Wow, that 'autoescaping the commands in parens' syntax is great. But it
doesn't seem to be list related. For example: grep pattern (echo "foo.txt")
just passes the result from the echo to grep. It's grep which is doing the
right thing with a list, right? Still this is interesting. So fish stuff isn't
necessarily written left to right and joined with pipes, instead it's written
in nested form like in a more modern langauge.

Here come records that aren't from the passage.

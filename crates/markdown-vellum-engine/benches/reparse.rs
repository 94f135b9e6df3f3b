use criterion::{criterion_group, criterion_main, Criterion};
use markdown_vellum_engine::{parse, parse_incremental, EditInfo};

fn generate_document(paragraphs: usize) -> String {
    let mut out = String::new();
    for i in 0..paragraphs {
        if i % 7 == 0 {
            out.push_str(&format!("## Section {i}\n\n"));
        }
        out.push_str(&format!(
            "Paragraph {i} with some *emphasis*, a [link](https://example.com/{i}) and `code`.\n\n"
        ));
    }
    out
}

fn bench_full_parse(c: &mut Criterion) {
    let mut group = c.benchmark_group("reparse");
    group.sample_size(30);

    for size in [10usize, 100] {
        let content = generate_document(size);
        group.bench_function(format!("full_{size}_blocks"), |b| {
            b.iter(|| {
                let doc = parse(std::hint::black_box(&content));
                std::hint::black_box(doc);
            });
        });
    }
    group.finish();
}

fn bench_incremental_edit(c: &mut Criterion) {
    let mut group = c.benchmark_group("reparse");
    group.sample_size(30);

    for size in [10usize, 100] {
        let content = generate_document(size);
        let doc = parse(&content);
        // One keystroke in the middle of the document.
        let pos = content.len() / 2;
        let edit = EditInfo::insert(pos, 1);
        let edited = format!("{}x{}", &content[..pos], &content[pos..]);
        group.bench_function(format!("incremental_{size}_blocks"), |b| {
            b.iter(|| {
                let updated = parse_incremental(
                    std::hint::black_box(&doc),
                    &content,
                    &edited,
                    edit,
                );
                std::hint::black_box(updated);
            });
        });
    }
    group.finish();
}

criterion_group!(benches, bench_full_parse, bench_incremental_edit);
criterion_main!(benches);
//! Source-view primitives: byte spans into the rope, line iteration, slicing.
//!
//! The `xi_rope::Rope` holding the document text is the single source of
//! truth. Every CST node stores a [`Span`] into it; slicing a node's span
//! reproduces the exact source bytes, which is what makes serialization
//! lossless.

pub mod lines;
pub mod slice;
pub mod span;

pub use lines::{lines_with_spans, LineRef};
pub use slice::{preview, slice_to_string};
pub use span::Span;
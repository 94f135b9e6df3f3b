use xi_rope::Rope;

use super::span::Span;

/// Copies the bytes a span covers out of the rope.
///
/// Nodes hold spans, never text, so everything that needs owned text
/// (inline assembly, raw code/HTML regions, renderer fallbacks) funnels
/// through here. Allocates once per call.
pub fn slice_to_string(rope: &Rope, sp: Span) -> String {
    let mut out = String::with_capacity(sp.len());
    out.push_str(&rope.slice_to_cow(sp.start..sp.end));
    out
}

/// A shortened slice for trace output: at most `max` bytes, elided with
/// `...`. The cut backs up to a character boundary, so multi-byte text
/// never splits mid-character.
pub fn preview(rope: &Rope, sp: Span, max: usize) -> String {
    let text = slice_to_string(rope, sp);
    if text.len() <= max {
        return text;
    }
    let mut cut = max;
    while cut > 0 && !text.is_char_boundary(cut) {
        cut -= 1;
    }
    format!("{}...", &text[..cut])
}

#[cfg(test)]
mod tests {
    use super::*;

    #[test]
    fn slices_exact_bytes() {
        let rope = Rope::from("alpha beta");
        assert_eq!(slice_to_string(&rope, Span::new(6, 10)), "beta");
        assert_eq!(slice_to_string(&rope, Span::new(3, 3)), "");
    }

    #[test]
    fn preview_elides_long_text() {
        let rope = Rope::from("0123456789");
        assert_eq!(preview(&rope, Span::new(0, 10), 4), "0123...");
        assert_eq!(preview(&rope, Span::new(0, 4), 10), "0123");
    }

    #[test]
    fn preview_respects_char_boundaries() {
        let rope = Rope::from("日本語");
        // A cut at byte 4 would split the second character; it backs up.
        assert_eq!(preview(&rope, Span::new(0, 9), 4), "日...");
    }
}
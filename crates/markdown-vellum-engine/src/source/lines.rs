use xi_rope::Rope;

use super::span::Span;

/// One physical line of the source with its byte span.
///
/// The span (and `text`) include the line terminator when one is present.
/// Offsets always index the original bytes; CRLF is never normalized away,
/// the terminator width is just recorded so callers can address the
/// content and the ending separately.
#[derive(Debug, Clone)]
pub struct LineRef {
    pub span: Span,
    pub text: String,
    content_len: usize,
}

impl LineRef {
    /// The line content without its terminator.
    pub fn trimmed(&self) -> &str {
        &self.text[..self.content_len]
    }

    /// Byte length of the line terminator (0 at EOF, 1 for `\n`, 2 for `\r\n`).
    pub fn terminator_len(&self) -> usize {
        self.text.len() - self.content_len
    }
}

/// Iterates the rope's physical lines, assigning each its absolute span
/// and classifying its ending as it goes. Line breaks follow the rope's
/// own raw segmentation, so the spans tile the source exactly.
pub fn lines_with_spans(rope: &Rope) -> impl Iterator<Item = LineRef> + '_ {
    let mut next_start = 0usize;
    rope.lines_raw(..).map(move |raw| {
        let text = raw.into_owned();
        let span = Span::new(next_start, next_start + text.len());
        next_start = span.end;
        let content_len = if text.ends_with("\r\n") {
            text.len() - 2
        } else if text.ends_with('\n') {
            text.len() - 1
        } else {
            text.len()
        };
        LineRef {
            span,
            text,
            content_len,
        }
    })
}

#[cfg(test)]
mod tests {
    use super::*;

    #[test]
    fn spans_tile_the_source() {
        let rope = Rope::from("one\ntwo\r\nthree");
        let lines: Vec<LineRef> = lines_with_spans(&rope).collect();
        assert_eq!(lines.len(), 3);
        assert_eq!(lines[0].span, Span::new(0, 4));
        assert_eq!(lines[1].span, Span::new(4, 9));
        assert_eq!(lines[2].span, Span::new(9, 14));
        assert_eq!(lines[1].trimmed(), "two");
        assert_eq!(lines[1].terminator_len(), 2);
        assert_eq!(lines[2].terminator_len(), 0);
    }

    #[test]
    fn empty_source_yields_no_lines() {
        let rope = Rope::from("");
        assert_eq!(lines_with_spans(&rope).count(), 0);
    }

    #[test]
    fn lone_newline_is_one_empty_line() {
        let rope = Rope::from("\n");
        let lines: Vec<LineRef> = lines_with_spans(&rope).collect();
        assert_eq!(lines.len(), 1);
        assert_eq!(lines[0].span, Span::new(0, 1));
        assert_eq!(lines[0].trimmed(), "");
        assert_eq!(lines[0].terminator_len(), 1);
    }
}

Alas you still need to use the "find | grep" technique in fish because of the
argument size limit. For example:

    
    
        grep pattern (find .)
    

results in:

 _Failed to execute process '/usr/bin/grep'. Reason: The total size of the
argument and environment lists 34kB exceeds the operating system limit of
34kB. Try running the command again with fewer arguments._

The equivalent in bash gives you:

 _-bash: /usr/bin/grep: Argument list too long_

------
desireco42
I just tried it out, I use zsh and don't really look for replacement, but my
first impression is that things are much more snappy and significantly faster
in fish. I liked how help opened browser, even though I was startled a little
bit.

------
herdrick
Under the known bugs and issues:

 _History file should apply some kind of maximum history length_

Fine, but the default needs to be large, like 100MB. Disks are big now. I hope
ridiculousfish agrees.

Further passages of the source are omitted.